As we thumb through the vast door-stopper anthology of bath salt stories, one stands out: the April 25th robbery of Papa Smokes, a Mentor-on-the-Lake head shop.
Cutting at air with a knife blade, Paul Koehler walked into the store demanding cash and bath salts; he walked out with $1,350 in cash and $1,500 in the synthetic drug he'd developed a serious addiction to. His arrest, according to the News Herald, wasn't any less ignoble than the scope of his need: after a warrant was issued for his arrest, he was found by police in a factory stripped down to his undies; apparently he'd fallen into a nearby pond.

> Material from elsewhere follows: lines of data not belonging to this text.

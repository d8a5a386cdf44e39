use thiserror::Error;

/// Errors, numbered the way `solve` reports them:
///    Error 1: The facelet string is malformed (length or color counts)
///    Error 2: Not all 12 edges exist exactly once
///    Error 3: Flip error: one edge has to be flipped
///    Error 4: Not all 8 corners exist exactly once
///    Error 5: Twist error: one corner has to be twisted
///    Error 6: Parity error: two corners or two edges have to be exchanged
///    Error 7: Invalid move string
///    Error 8: No solution exists at or below the requested length
#[derive(Error, Debug, PartialEq, Eq, Clone, Copy)]
pub enum Error {
    #[error("Invalid facelet string")]
    InvalidFacelet,
    #[error("Not all 12 edges exist exactly once")]
    MissingEdge,
    #[error("One edge has to be flipped")]
    FlipError,
    #[error("Not all 8 corners exist exactly once")]
    MissingCorner,
    #[error("One corner has to be twisted")]
    TwistError,
    #[error("Two corners or two edges have to be exchanged")]
    ParityError,
    #[error("Invalid move string")]
    InvalidMove,
    #[error("No solution exists for the given max length")]
    NoSolution,
}

impl Error {
    /// The numeric code used by the string-level API (`"Error N"`).
    pub fn code(&self) -> u8 {
        match self {
            Error::InvalidFacelet => 1,
            Error::MissingEdge => 2,
            Error::FlipError => 3,
            Error::MissingCorner => 4,
            Error::TwistError => 5,
            Error::ParityError => 6,
            Error::InvalidMove => 7,
            Error::NoSolution => 8,
        }
    }
}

On Tuesday, Koehler was sentenced by Lake County Common Plea Judge Joe Gibson to a three-year stretch in jail. The bench seemed to find Koehler genuinely sorry for his crimes, and said early release wasn't out of the question if the defendant kept his nose clean. To bath salts, the judge was less charitable. Although the store took bath salts off their shelves following the robbery, they requested the judge force the defendant to reimburse the value of the stolen product. Gibson refused, although Koehler will be required to pay back the stolen cash. The judge ordered the bath salts destroyed, and using the defendant's situation as a case-in-point, delivered a PSA from the bench. The homily ran such:
“Why did you do this? What is it that changed Paul Koehler into a drug user into an armed robber? The only wild card I can think of is bath salts,” Gibson said. “This legal substance is creating as many problems as the illegal substances are. They create a monster. That’s what walked into that store that night with a knife. I wish they could put a video of that night in every store that sells bath salts. There you are, walking around in just your shorts, totally disoriented, with no idea how you got there.”